Thinking Ahead About the Unthinkable


(I wrote this article for the Supportive Care blog at OSF Saint Francis, Peoria, Illinois.)

I am not afraid of death. Or grief. I live between two worlds — the world of the grieving and the world that ignores death at all costs.

My wife died suddenly of an unknown heart problem when I was in my forties. I went to work in the morning, she had her attack, and I didn’t have the chance to say goodbye.

Because we expected to live another forty years, Evelyn and I had not talked about end-of-life issues. We were going to do that sometime in the distant future. When she died, I needed immediate answers for a lot of questions without knowing what she wanted. Thankfully she had a sticker on her driver’s license for donating organs, so I did not have to struggle with making that decision. I did have to decide when hope was gone and turn off the life-support machines.

With Evelyn dying unexpectedly at a young age, I realized that any of us could go at any time from an unknown health problem, a car crash, or slipping on a patch of ice. I didn’t know that people could just die without warning in their 40s. If you look at the obituaries in the local newspaper, you may find that 25% of the people who died were under the age of 60.

So I try to live each day as fully as I can and love the people I’m with, because there’s a chance that one of us may not be here tomorrow.

A lot of us go before we think it’s time.

I don’t know why we’re so skittish about death, as if talking about dying would cause it to happen. We also don’t like to talk about grief. And viewing dead bodies in the funeral home? Oh, boy.

The time to talk about end-of-life matters is when we’re not in cardiac arrest.

We’re all going to die. We know this. We also expect that our parents will die before us, but enough children die before their parents to give us pause.

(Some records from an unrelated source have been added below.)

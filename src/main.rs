// Allow common clippy pedantic lints
#![allow(clippy::cast_possible_truncation)]
#![allow(clippy::cast_sign_loss)]
#![allow(clippy::cast_lossless)]
#![allow(clippy::too_many_lines)]
#![allow(clippy::ref_option)]
#![allow(clippy::unused_self)]
#![allow(clippy::struct_excessive_bools)]
#![allow(clippy::must_use_candidate)]
#![allow(clippy::items_after_statements)]
#![allow(clippy::unnecessary_wraps)]
#![allow(clippy::match_same_arms)]
#![allow(clippy::match_wildcard_for_single_variants)]
#![allow(clippy::needless_pass_by_value)]
#![allow(clippy::unused_async)]

//! apiary CLI
//!
//! Command-line interface for the request brokers and connectors

use anyhow::Context;
use apiary::cli::{Cli, Commands, Runner};
use clap::Parser;

#[tokio::main]
async fn main() {
    let cli = Cli::parse();

    // Initialize logging
    let level = if cli.verbose {
        tracing::Level::INFO
    } else {
        tracing::Level::WARN
    };
    tracing_subscriber::fmt()
        .with_writer(std::io::stderr)
        .with_env_filter(
            tracing_subscriber::EnvFilter::from_default_env().add_directive(level.into()),
        )
        .init();

    if let Err(e) = run(cli).await {
        eprintln!("Error: {e:#}");
        std::process::exit(1);
    }
}

async fn run(cli: Cli) -> anyhow::Result<()> {
    let command = command_name(&cli.command);
    Runner::new(cli)
        .run()
        .await
        .with_context(|| format!("{command} failed"))
}

fn command_name(command: &Commands) -> &'static str {
    match command {
        Commands::Resolve { .. } => "resolve",
        Commands::Request { .. } => "request",
        Commands::Domaintools { .. } => "domaintools",
        Commands::Ipqs { .. } => "ipqs",
        Commands::Sql { .. } => "sql",
    }
}
//! Retry policy for transient failures

use crate::error::{is_default_retry_status, Error};
use crate::types::BackoffType;
use std::time::Duration;

/// How many times to try a request and how long to wait in between.
///
/// `max_attempts` counts the first try, so a policy with 3 attempts sends at
/// most 3 requests.
#[derive(Debug, Clone, PartialEq, Eq)]
pub struct RetryPolicy {
    /// Total attempts, including the first
    pub max_attempts: u32,
    /// Wait after the first failed attempt
    pub initial_backoff: Duration,
    /// Upper bound on any wait
    pub max_backoff: Duration,
    /// How waits grow
    pub backoff_type: BackoffType,
    /// Retryable status codes; `None` means 429 and every 5xx
    pub retry_statuses: Option<Vec<u16>>,
}

impl Default for RetryPolicy {
    fn default() -> Self {
        Self {
            max_attempts: 3,
            initial_backoff: Duration::from_secs(2),
            max_backoff: Duration::from_secs(10),
            backoff_type: BackoffType::Exponential,
            retry_statuses: None,
        }
    }
}

impl RetryPolicy {
    /// Exponential policy with the given budget and first wait
    pub fn new(max_attempts: u32, initial_backoff: Duration) -> Self {
        Self {
            max_attempts,
            initial_backoff,
            ..Self::default()
        }
    }

    /// A single attempt, no retries
    pub fn none() -> Self {
        Self::new(1, Duration::ZERO)
    }

    /// Set the attempt budget
    #[must_use]
    pub fn attempts(mut self, max_attempts: u32) -> Self {
        self.max_attempts = max_attempts;
        self
    }

    /// Set backoff configuration
    #[must_use]
    pub fn backoff(mut self, backoff_type: BackoffType, initial: Duration, max: Duration) -> Self {
        self.backoff_type = backoff_type;
        self.initial_backoff = initial;
        self.max_backoff = max;
        self
    }

    /// Retry exactly these status codes
    #[must_use]
    pub fn statuses(mut self, statuses: impl IntoIterator<Item = u16>) -> Self {
        self.retry_statuses = Some(statuses.into_iter().collect());
        self
    }

    /// Wait after failed attempt number `attempt` (1-based)
    pub fn delay_for(&self, attempt: u32) -> Duration {
        let step = attempt.saturating_sub(1);
        let delay = match self.backoff_type {
            BackoffType::Constant => self.initial_backoff,
            BackoffType::Linear => self.initial_backoff.saturating_mul(step + 1),
            BackoffType::Exponential => {
                let factor = 2u32.saturating_pow(step);
                self.initial_backoff.saturating_mul(factor)
            }
        };

        std::cmp::min(delay, self.max_backoff)
    }

    pub fn is_retryable_status(&self, status: u16) -> bool {
        match &self.retry_statuses {
            Some(statuses) => statuses.contains(&status),
            None => is_default_retry_status(status),
        }
    }

    /// Whether an error is worth another attempt under this policy
    pub fn is_retryable(&self, error: &Error) -> bool {
        match error {
            Error::HttpStatus { status, .. } => self.is_retryable_status(*status),
            other => other.is_transient_transport(),
        }
    }

    /// Wait before the next attempt, or `None` when the error is final
    pub fn should_retry(&self, error: &Error, attempt: u32) -> Option<Duration> {
        if attempt >= self.max_attempts.max(1) || !self.is_retryable(error) {
            return None;
        }
        Some(self.delay_for(attempt))
    }
}
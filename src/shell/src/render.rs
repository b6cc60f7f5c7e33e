use std::fmt::Write;

use wifi_setup_core::{BannerKind, NetworkListView, ViewModel};

/// Draw the view model as plain text
pub fn render_view(view: &ViewModel) -> String {
    let mut out = String::new();

    let scan_state = if view.scan_button.loading {
        "scanning"
    } else {
        "idle"
    };
    let _ = writeln!(out, "== Wi-Fi setup [{scan_state}] ==");

    match &view.network_list {
        NetworkListView::Empty => {
            let _ = writeln!(out, "  (no scan results, type 'scan')");
        }
        NetworkListView::Placeholder { text, is_error } => {
            let marker = if *is_error { "!" } else { "~" };
            let _ = writeln!(out, "  {marker} {text}");
        }
        NetworkListView::Rows(rows) => {
            for (index, row) in rows.iter().enumerate() {
                let lock = if row.lock_icon.is_some() { " [locked]" } else { "" };
                let _ = writeln!(
                    out,
                    "  {:>2}. {}{lock}  {}  [{}]",
                    index + 1,
                    row.ssid,
                    row.rssi_label,
                    "#".repeat(usize::from(row.signal_bucket)),
                );
            }
        }
    }

    if let Some(prompt) = &view.password_prompt {
        let _ = writeln!(
            out,
            "  Password for \"{}\" ({}), or ':cancel':",
            prompt.ssid, view.connect_button.label
        );
    } else if !view.connect_button.enabled {
        let _ = writeln!(out, "  {}", view.connect_button.label);
    }

    if view.banner.active {
        let kind = match view.banner.kind {
            BannerKind::Neutral => "info",
            BannerKind::Error => "error",
            BannerKind::Success => "success",
        };
        let _ = writeln!(out, "  [{kind}] {}", view.banner.text);
    }

    out
}

#[cfg(test)]
mod tests {
    use super::*;
    use wifi_setup_core::{
        BannerView, ConnectButtonView, NetworkRow, PasswordPromptView, ScanButtonView,
    };

    #[test]
    fn placeholder_and_banner() {
        let view = ViewModel {
            scan_button: ScanButtonView {
                loading: true,
                icon: "wifi-find".to_string(),
            },
            network_list: NetworkListView::Placeholder {
                text: "Scanning in progress...".to_string(),
                is_error: false,
            },
            banner: BannerView {
                text: "Scan failed".to_string(),
                kind: BannerKind::Error,
                active: true,
            },
            ..Default::default()
        };

        let text = render_view(&view);

        assert!(text.contains("[scanning]"));
        assert!(text.contains("~ Scanning in progress..."));
        assert!(text.contains("[error] Scan failed"));
    }

    #[test]
    fn rows_are_numbered() {
        let view = ViewModel {
            network_list: NetworkListView::Rows(vec![NetworkRow {
                ssid: "HomeNet".to_string(),
                rssi: -61,
                rssi_label: "-61dBm".to_string(),
                signal_bucket: 2,
                signal_icon: "wifi-2".to_string(),
                is_protected: true,
                lock_icon: Some("lock-wifi".to_string()),
            }]),
            ..Default::default()
        };

        let text = render_view(&view);

        assert!(text.contains(" 1. HomeNet [locked]  -61dBm  [##]"));
    }

    #[test]
    fn prompt_and_connecting_label() {
        let view = ViewModel {
            password_prompt: Some(PasswordPromptView {
                ssid: "HomeNet".to_string(),
                password: String::new(),
            }),
            connect_button: ConnectButtonView {
                enabled: false,
                label: "connecting...".to_string(),
            },
            ..Default::default()
        };

        let text = render_view(&view);

        assert!(text.contains("Password for \"HomeNet\" (connecting...)"));
        assert!(!text.contains("[info]"));
    }
}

We want to know what our loved ones want so that we can respect their wishes. The time to make end-of-life decisions is when we’re not under pressure. Then we have time to see how our decisions feel, and we can adjust them if we change our minds. Sometimes what is prudent is not what our hearts really want.

Let’s say an ambulance rushes your mother to the hospital. She’s unconscious, and they ask if you want her resuscitated because she’s plummeting into cardiac arrest. What do you say? Your mom may have already had three heart attacks, is on oxygen, and she’d be fine moving on to be with her husband in heaven. But you can’t ask her because she’s unconscious, and they need to know now.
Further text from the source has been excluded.